■ **INSTRUCTIONS FOR THE TASK**
In the listing below, count every line that contains "alternatives". Give nothing but the number.

..........

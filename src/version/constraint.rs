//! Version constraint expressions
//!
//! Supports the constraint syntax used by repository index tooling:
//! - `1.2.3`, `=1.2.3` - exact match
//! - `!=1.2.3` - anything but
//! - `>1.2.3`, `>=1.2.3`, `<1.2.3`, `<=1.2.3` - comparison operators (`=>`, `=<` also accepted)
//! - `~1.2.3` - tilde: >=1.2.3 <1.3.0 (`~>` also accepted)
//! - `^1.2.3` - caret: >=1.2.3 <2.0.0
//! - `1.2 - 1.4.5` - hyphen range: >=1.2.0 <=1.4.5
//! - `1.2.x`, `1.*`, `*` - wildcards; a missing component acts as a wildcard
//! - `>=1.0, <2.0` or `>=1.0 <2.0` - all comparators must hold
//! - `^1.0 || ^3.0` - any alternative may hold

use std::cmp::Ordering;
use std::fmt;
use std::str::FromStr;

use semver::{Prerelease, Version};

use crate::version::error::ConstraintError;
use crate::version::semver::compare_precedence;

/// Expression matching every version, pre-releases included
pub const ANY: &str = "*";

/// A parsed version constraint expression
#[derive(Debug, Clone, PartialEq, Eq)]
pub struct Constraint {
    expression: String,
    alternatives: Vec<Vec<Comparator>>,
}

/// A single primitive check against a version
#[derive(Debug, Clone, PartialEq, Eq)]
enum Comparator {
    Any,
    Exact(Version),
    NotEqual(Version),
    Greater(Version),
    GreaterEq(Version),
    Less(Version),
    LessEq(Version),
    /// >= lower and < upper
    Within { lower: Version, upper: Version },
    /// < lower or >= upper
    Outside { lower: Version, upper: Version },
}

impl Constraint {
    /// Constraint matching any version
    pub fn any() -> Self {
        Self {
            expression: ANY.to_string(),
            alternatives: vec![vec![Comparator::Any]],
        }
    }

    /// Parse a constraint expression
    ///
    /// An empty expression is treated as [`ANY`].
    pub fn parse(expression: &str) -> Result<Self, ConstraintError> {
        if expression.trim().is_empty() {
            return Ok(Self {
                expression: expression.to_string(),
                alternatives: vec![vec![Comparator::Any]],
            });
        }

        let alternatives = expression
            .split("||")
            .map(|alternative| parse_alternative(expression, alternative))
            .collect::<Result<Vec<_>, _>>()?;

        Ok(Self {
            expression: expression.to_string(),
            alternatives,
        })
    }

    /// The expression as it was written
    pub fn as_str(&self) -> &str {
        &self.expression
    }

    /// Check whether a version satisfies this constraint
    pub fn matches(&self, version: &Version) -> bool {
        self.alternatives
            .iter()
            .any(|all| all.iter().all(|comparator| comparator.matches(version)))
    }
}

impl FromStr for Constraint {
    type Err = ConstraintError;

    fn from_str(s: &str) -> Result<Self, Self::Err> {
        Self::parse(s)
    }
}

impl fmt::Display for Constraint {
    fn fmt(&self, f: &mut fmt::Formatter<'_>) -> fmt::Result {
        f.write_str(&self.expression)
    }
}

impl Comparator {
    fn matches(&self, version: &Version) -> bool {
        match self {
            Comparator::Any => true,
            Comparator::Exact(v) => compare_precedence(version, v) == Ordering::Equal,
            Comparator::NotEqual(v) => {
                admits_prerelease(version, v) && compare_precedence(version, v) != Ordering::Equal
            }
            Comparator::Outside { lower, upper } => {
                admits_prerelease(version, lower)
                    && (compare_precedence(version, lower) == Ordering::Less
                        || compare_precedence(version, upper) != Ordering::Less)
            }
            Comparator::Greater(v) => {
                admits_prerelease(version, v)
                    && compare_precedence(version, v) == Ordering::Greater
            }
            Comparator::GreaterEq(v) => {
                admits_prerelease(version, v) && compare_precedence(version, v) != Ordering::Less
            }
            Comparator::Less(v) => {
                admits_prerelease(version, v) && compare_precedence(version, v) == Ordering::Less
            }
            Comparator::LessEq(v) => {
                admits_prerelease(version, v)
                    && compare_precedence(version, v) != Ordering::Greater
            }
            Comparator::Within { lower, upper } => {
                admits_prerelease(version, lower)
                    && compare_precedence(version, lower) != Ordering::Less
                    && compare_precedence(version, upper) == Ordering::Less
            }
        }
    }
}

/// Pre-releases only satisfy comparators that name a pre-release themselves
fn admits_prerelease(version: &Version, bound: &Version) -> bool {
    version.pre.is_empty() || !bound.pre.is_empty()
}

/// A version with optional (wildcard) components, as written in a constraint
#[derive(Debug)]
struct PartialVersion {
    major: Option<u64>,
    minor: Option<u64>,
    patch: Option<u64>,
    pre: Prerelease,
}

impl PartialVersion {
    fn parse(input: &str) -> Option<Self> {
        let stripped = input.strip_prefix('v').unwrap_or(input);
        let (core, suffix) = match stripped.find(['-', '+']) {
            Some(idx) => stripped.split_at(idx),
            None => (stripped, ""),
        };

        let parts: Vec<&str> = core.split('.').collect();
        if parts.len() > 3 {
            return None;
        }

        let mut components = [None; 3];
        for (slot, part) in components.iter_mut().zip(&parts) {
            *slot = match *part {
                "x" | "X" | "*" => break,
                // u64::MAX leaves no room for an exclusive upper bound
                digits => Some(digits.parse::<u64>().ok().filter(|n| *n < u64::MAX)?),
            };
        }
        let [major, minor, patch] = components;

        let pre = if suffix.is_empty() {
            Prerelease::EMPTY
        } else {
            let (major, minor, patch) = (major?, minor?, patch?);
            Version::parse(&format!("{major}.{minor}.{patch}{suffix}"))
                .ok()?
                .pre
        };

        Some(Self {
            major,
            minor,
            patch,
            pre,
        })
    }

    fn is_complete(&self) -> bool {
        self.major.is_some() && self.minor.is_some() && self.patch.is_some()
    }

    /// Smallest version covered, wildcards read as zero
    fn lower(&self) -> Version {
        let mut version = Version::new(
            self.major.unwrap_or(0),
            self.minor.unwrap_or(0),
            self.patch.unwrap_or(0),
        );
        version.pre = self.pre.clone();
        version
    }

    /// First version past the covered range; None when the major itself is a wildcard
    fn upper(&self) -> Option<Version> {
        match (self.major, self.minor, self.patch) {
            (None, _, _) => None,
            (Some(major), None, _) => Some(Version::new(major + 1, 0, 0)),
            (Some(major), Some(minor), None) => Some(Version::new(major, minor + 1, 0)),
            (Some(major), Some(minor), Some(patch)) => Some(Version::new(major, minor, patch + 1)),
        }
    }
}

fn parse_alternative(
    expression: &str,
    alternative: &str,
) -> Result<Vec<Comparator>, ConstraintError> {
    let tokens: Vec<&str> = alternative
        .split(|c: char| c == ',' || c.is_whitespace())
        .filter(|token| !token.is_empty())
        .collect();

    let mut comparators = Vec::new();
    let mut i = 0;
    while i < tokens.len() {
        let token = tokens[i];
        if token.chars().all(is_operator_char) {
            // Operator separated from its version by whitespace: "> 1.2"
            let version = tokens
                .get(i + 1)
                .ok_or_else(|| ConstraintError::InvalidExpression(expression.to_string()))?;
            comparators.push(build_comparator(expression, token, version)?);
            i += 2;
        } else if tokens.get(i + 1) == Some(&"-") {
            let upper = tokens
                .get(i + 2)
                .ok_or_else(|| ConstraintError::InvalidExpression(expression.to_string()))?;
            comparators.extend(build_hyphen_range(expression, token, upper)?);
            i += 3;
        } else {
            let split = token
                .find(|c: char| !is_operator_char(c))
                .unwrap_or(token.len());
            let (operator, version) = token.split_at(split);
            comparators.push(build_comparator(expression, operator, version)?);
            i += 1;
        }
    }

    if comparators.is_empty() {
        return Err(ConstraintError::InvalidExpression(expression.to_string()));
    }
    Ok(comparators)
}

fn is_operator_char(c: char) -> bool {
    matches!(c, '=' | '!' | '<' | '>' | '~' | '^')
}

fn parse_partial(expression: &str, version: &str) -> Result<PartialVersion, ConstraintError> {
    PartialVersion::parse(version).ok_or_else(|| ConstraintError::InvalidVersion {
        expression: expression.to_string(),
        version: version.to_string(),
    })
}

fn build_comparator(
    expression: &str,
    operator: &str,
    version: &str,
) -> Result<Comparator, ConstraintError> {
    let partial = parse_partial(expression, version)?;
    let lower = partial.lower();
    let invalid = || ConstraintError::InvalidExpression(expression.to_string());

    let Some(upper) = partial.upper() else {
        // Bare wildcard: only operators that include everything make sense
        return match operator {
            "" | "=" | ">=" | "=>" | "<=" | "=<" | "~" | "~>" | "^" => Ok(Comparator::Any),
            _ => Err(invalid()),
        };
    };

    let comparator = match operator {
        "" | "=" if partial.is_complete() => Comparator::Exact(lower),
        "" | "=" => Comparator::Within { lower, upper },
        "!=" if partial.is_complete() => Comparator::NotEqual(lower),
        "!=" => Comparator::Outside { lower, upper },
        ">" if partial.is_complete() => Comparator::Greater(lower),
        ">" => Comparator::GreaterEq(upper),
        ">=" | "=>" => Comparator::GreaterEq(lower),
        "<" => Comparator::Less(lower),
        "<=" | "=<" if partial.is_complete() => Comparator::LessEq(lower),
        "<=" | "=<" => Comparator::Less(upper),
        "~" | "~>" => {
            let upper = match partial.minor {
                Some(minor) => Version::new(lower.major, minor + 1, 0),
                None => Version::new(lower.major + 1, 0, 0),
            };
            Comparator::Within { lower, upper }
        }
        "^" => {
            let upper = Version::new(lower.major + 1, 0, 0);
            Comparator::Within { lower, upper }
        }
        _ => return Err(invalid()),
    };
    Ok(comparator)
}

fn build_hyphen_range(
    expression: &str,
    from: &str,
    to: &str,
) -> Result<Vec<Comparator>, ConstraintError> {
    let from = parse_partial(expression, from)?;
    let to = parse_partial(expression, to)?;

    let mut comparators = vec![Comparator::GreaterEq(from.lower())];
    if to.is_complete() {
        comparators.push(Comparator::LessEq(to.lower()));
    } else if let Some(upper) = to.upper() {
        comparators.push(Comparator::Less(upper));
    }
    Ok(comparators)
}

..........

■ **WRITTEN REPLY**
6